A blood test, called an antibody screen, can show if you have developed antibodies to Rh-positive blood and how many antibodies have been made. If you are Rh negative and there is a possibility that your baby is Rh positive, your health care provider may request this test during your first trimester and again during week 28 of pregnancy.
It is important to know that if you are Rh negative, you will be given a shot of Rh immunoglobulin (RhIg . RhIg is made from donated blood. When given to a nonsensitized Rh-negative person, it targets any Rh-positive cells in the bloodstream and prevents the production of Rh antibodies. When given to an Rh-negative woman who has not yet made antibodies against the Rh factor, RhIg can prevent fetal hemolytic anemia in a later pregnancy.

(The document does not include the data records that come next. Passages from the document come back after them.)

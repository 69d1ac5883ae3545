//! lexilearn CLI: the reading games and screening in a terminal.

use std::path::PathBuf;
use std::process;

use clap::{Parser, Subcommand};

use lexilearn_core::model::Mood;
use lexilearn_core::puzzles::PickOrder;

mod commands;
mod repl;

#[derive(Parser)]
#[command(
    name = "lexilearn",
    version,
    about = "Reading games and dyslexia screening for young learners"
)]
struct Cli {
    /// Config file path
    #[arg(long, global = true)]
    config: Option<PathBuf>,

    #[command(subcommand)]
    command: Commands,
}

#[derive(Subcommand)]
enum Commands {
    /// Unscramble letters into words
    Spell {
        /// Puzzle pack file or directory (default: built-in words)
        #[arg(long)]
        pack: Option<PathBuf>,

        /// Puzzle order: round-robin, shuffle, or shuffle:<seed>
        #[arg(long)]
        order: Option<PickOrder>,
    },

    /// Put the events of a story in order
    Sequence {
        /// Story text to analyse
        #[arg(long, conflicts_with = "file")]
        story: Option<String>,

        /// Read the story from a file
        #[arg(long)]
        file: Option<PathBuf>,
    },

    /// Answer the screening questionnaire
    Screen {
        /// Answer values in question order (e.g. "0,1,2,...")
        #[arg(long)]
        answers: Option<String>,

        /// Questionnaire TOML file (default: built-in)
        #[arg(long)]
        questionnaire: Option<PathBuf>,

        /// Output format: text, json
        #[arg(long, default_value = "text")]
        format: String,
    },

    /// Letter discrimination by speech
    Listen {
        /// Recognised speech, one per attempt
        #[arg(long)]
        transcript: Vec<String>,
    },

    /// Compare two artwork feature vectors
    Similarity {
        /// Comma-separated numbers
        #[arg(allow_hyphen_values = true)]
        first: String,
        /// Comma-separated numbers
        #[arg(allow_hyphen_values = true)]
        second: String,
    },

    /// Tell the buddy how you feel
    Buddy {
        /// happy, sad, frustrated, or tired
        mood: Mood,

        /// User id (default from config)
        #[arg(long)]
        user: Option<String>,
    },

    /// Show the gem score
    Score {
        /// User id (default from config)
        #[arg(long)]
        user: Option<String>,
    },

    /// Validate puzzle pack TOML files
    Validate {
        /// Path to pack file or directory
        #[arg(long)]
        pack: PathBuf,
    },

    /// Create starter config and example puzzle pack
    Init,
}

#[tokio::main]
async fn main() {
    tracing_subscriber::fmt()
        .with_writer(std::io::stderr)
        .with_env_filter(
            tracing_subscriber::EnvFilter::from_default_env()
                .add_directive("lexilearn=info".parse().unwrap()),
        )
        .init();

    let cli = Cli::parse();
    let config = cli.config;

    let result = match cli.command {
        Commands::Spell { pack, order } => commands::spell::execute(pack, order, config).await,
        Commands::Sequence { story, file } => {
            commands::sequence::execute(story, file, config).await
        }
        Commands::Screen {
            answers,
            questionnaire,
            format,
        } => commands::screen::execute(answers, questionnaire, format),
        Commands::Listen { transcript } => commands::listen::execute(transcript).await,
        Commands::Similarity { first, second } => commands::similarity::execute(&first, &second),
        Commands::Buddy { mood, user } => commands::buddy::execute(mood, user, config).await,
        Commands::Score { user } => commands::buddy::score(user, config).await,
        Commands::Validate { pack } => commands::validate::execute(pack),
        Commands::Init => commands::init::execute(),
    };

    if let Err(e) = result {
        eprintln!("Error: {e:#}");
        process::exit(1);
    }
}
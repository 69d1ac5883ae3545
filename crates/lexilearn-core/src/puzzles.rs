//! Static puzzle lists.

use std::fmt;
use std::str::FromStr;

use rand::seq::SliceRandom;
use rand::SeedableRng;
use rand_chacha::ChaCha8Rng;
use serde::{Deserialize, Serialize};

use crate::error::PuzzleError;
use crate::model::{Puzzle, Token};

/// How the puzzles of a set are presented.
#[derive(Debug, Clone, Copy, PartialEq, Eq, Default, Serialize, Deserialize)]
#[serde(tag = "kind", rename_all = "kebab-case")]
pub enum PickOrder {
    /// In definition order.
    #[default]
    RoundRobin,
    /// Permuted once from the seed, then in that order.
    Shuffle { seed: u64 },
}

impl fmt::Display for PickOrder {
    fn fmt(&self, f: &mut fmt::Formatter<'_>) -> fmt::Result {
        match self {
            PickOrder::RoundRobin => write!(f, "round-robin"),
            PickOrder::Shuffle { seed } => write!(f, "shuffle({seed})"),
        }
    }
}

impl FromStr for PickOrder {
    type Err = String;

    /// Parses `round-robin`, `shuffle` (seed 0) or `shuffle:<seed>`.
    fn from_str(s: &str) -> Result<Self, Self::Err> {
        let s = s.trim().to_lowercase();
        match s.split_once(':') {
            None if s == "round-robin" || s == "roundrobin" => Ok(PickOrder::RoundRobin),
            None if s == "shuffle" => Ok(PickOrder::Shuffle { seed: 0 }),
            Some(("shuffle", seed)) => seed
                .parse()
                .map(|seed| PickOrder::Shuffle { seed })
                .map_err(|_| format!("invalid shuffle seed: {seed}")),
            _ => Err(format!("unknown puzzle order: {s}")),
        }
    }
}

/// A fixed, non-empty list of puzzles.
#[derive(Debug, Clone, PartialEq, Eq, Serialize, Deserialize)]
pub struct PuzzleSet {
    /// Identifier of the set.
    pub id: String,
    /// Human-readable name.
    pub name: String,
    puzzles: Vec<Puzzle>,
}

impl PuzzleSet {
    pub fn new(
        id: impl Into<String>,
        name: impl Into<String>,
        puzzles: Vec<Puzzle>,
    ) -> Result<Self, PuzzleError> {
        if puzzles.is_empty() {
            return Err(PuzzleError::EmptySet);
        }
        Ok(Self {
            id: id.into(),
            name: name.into(),
            puzzles,
        })
    }

    /// The same puzzles, presented in the given order.
    pub fn ordered(mut self, order: PickOrder) -> Self {
        if let PickOrder::Shuffle { seed } = order {
            let mut rng = ChaCha8Rng::seed_from_u64(seed);
            self.puzzles.shuffle(&mut rng);
        }
        self
    }

    pub fn get(&self, index: usize) -> Option<&Puzzle> {
        self.puzzles.get(index)
    }

    pub fn count(&self) -> usize {
        self.puzzles.len()
    }

    /// The index after `index`, wrapping around.
    pub fn next(&self, index: usize) -> usize {
        (index + 1) % self.puzzles.len()
    }

    pub fn iter(&self) -> impl Iterator<Item = &Puzzle> {
        self.puzzles.iter()
    }
}

/// The five-word spelling list.
pub fn spelling_words() -> PuzzleSet {
    const WORDS: [(&str, &str); 5] = [
        ("WAS", "SWA"),
        ("BED", "EDB"),
        ("TOP", "POT"),
        ("PIG", "GIP"),
        ("DAY", "ADY"),
    ];
    let puzzles = WORDS
        .iter()
        .filter_map(|(word, scrambled)| Puzzle::from_word(word, scrambled).ok())
        .collect();
    PuzzleSet {
        id: "spelling".into(),
        name: "Spelling Bee".into(),
        puzzles,
    }
}

/// Events of the knight-and-dragon story, in order.
pub const KNIGHT_EVENTS: [&str; 5] = [
    "The knight arrives at the village.",
    "The villagers are scared of a dragon.",
    "The knight confronts the dragon.",
    "The knight discovers the dragon is just lonely.",
    "The knight and dragon bake bread together.",
];

/// Summary of the knight-and-dragon story.
pub const KNIGHT_SUMMARY: &str = "A brave knight saved a village from a mischievous dragon by teaching it to bake bread instead of breathing fire.";

/// A one-puzzle set for the knight story, scrambled from `seed`.
pub fn knight_story(seed: u64) -> PuzzleSet {
    let target: Vec<Token> = KNIGHT_EVENTS.iter().map(|e| Token::from(*e)).collect();
    let mut scramble = target.clone();
    scramble.shuffle(&mut ChaCha8Rng::seed_from_u64(seed));
    PuzzleSet {
        id: "knight".into(),
        name: "The Knight and the Dragon".into(),
        puzzles: vec![Puzzle {
            id: "knight".into(),
            target,
            initial_scramble: scramble,
        }],
    }
}

#[cfg(test)]
mod tests {
    use super::*;
    use crate::model::same_multiset;

    #[test]
    fn spelling_words_are_valid() {
        let set = spelling_words();
        assert_eq!(set.count(), 5);
        assert_eq!(set.get(0).unwrap().id, "was");
        assert!(set.get(5).is_none());
    }

    #[test]
    fn next_wraps_around() {
        let set = spelling_words();
        assert_eq!(set.next(0), 1);
        assert_eq!(set.next(4), 0);
    }

    #[test]
    fn empty_set_is_rejected() {
        assert_eq!(
            PuzzleSet::new("x", "x", vec![]).unwrap_err(),
            PuzzleError::EmptySet
        );
    }

    #[test]
    fn shuffle_is_deterministic_per_seed() {
        let a = spelling_words().ordered(PickOrder::Shuffle { seed: 7 });
        let b = spelling_words().ordered(PickOrder::Shuffle { seed: 7 });
        assert_eq!(a, b);
        assert_eq!(a.count(), 5);

        let round_robin = spelling_words().ordered(PickOrder::RoundRobin);
        assert_eq!(round_robin, spelling_words());
    }

    #[test]
    fn knight_story_scramble_is_a_permutation() {
        let set = knight_story(3);
        let puzzle = set.get(0).unwrap();
        assert!(same_multiset(&puzzle.target, &puzzle.initial_scramble));
        assert_eq!(knight_story(3), set);
    }

    #[test]
    fn pick_order_parse() {
        assert_eq!("round-robin".parse::<PickOrder>().unwrap(), PickOrder::RoundRobin);
        assert_eq!(
            "shuffle:42".parse::<PickOrder>().unwrap(),
            PickOrder::Shuffle { seed: 42 }
        );
        assert_eq!(
            "shuffle".parse::<PickOrder>().unwrap(),
            PickOrder::Shuffle { seed: 0 }
        );
        assert!("shuffle:x".parse::<PickOrder>().is_err());
        assert!("random".parse::<PickOrder>().is_err());
    }
}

RhIg is given to Rh-negative women in the following situations:
At around the 28th week of pregnancy to prevent Rh sensitization for the rest of the pregnancy
Within 72 hours after the delivery of an Rh-positive infant
After a miscarriage, abortion, or ectopic pregnancy
After amniocentesis or chorionic villus sampling
A Rh sensitized person will be monitored during pregnancy to check the condition of your fetus. If tests show that your baby has severe anemia, it may be necessary to deliver your baby early (before 37 weeks of pregnancy) or give a blood transfusion while your baby is still in your uterus (through the umbilical cord). If the anemia is mild, your baby may be delivered at the normal time. After delivery, your baby may need a transfusion to replace the blood cells.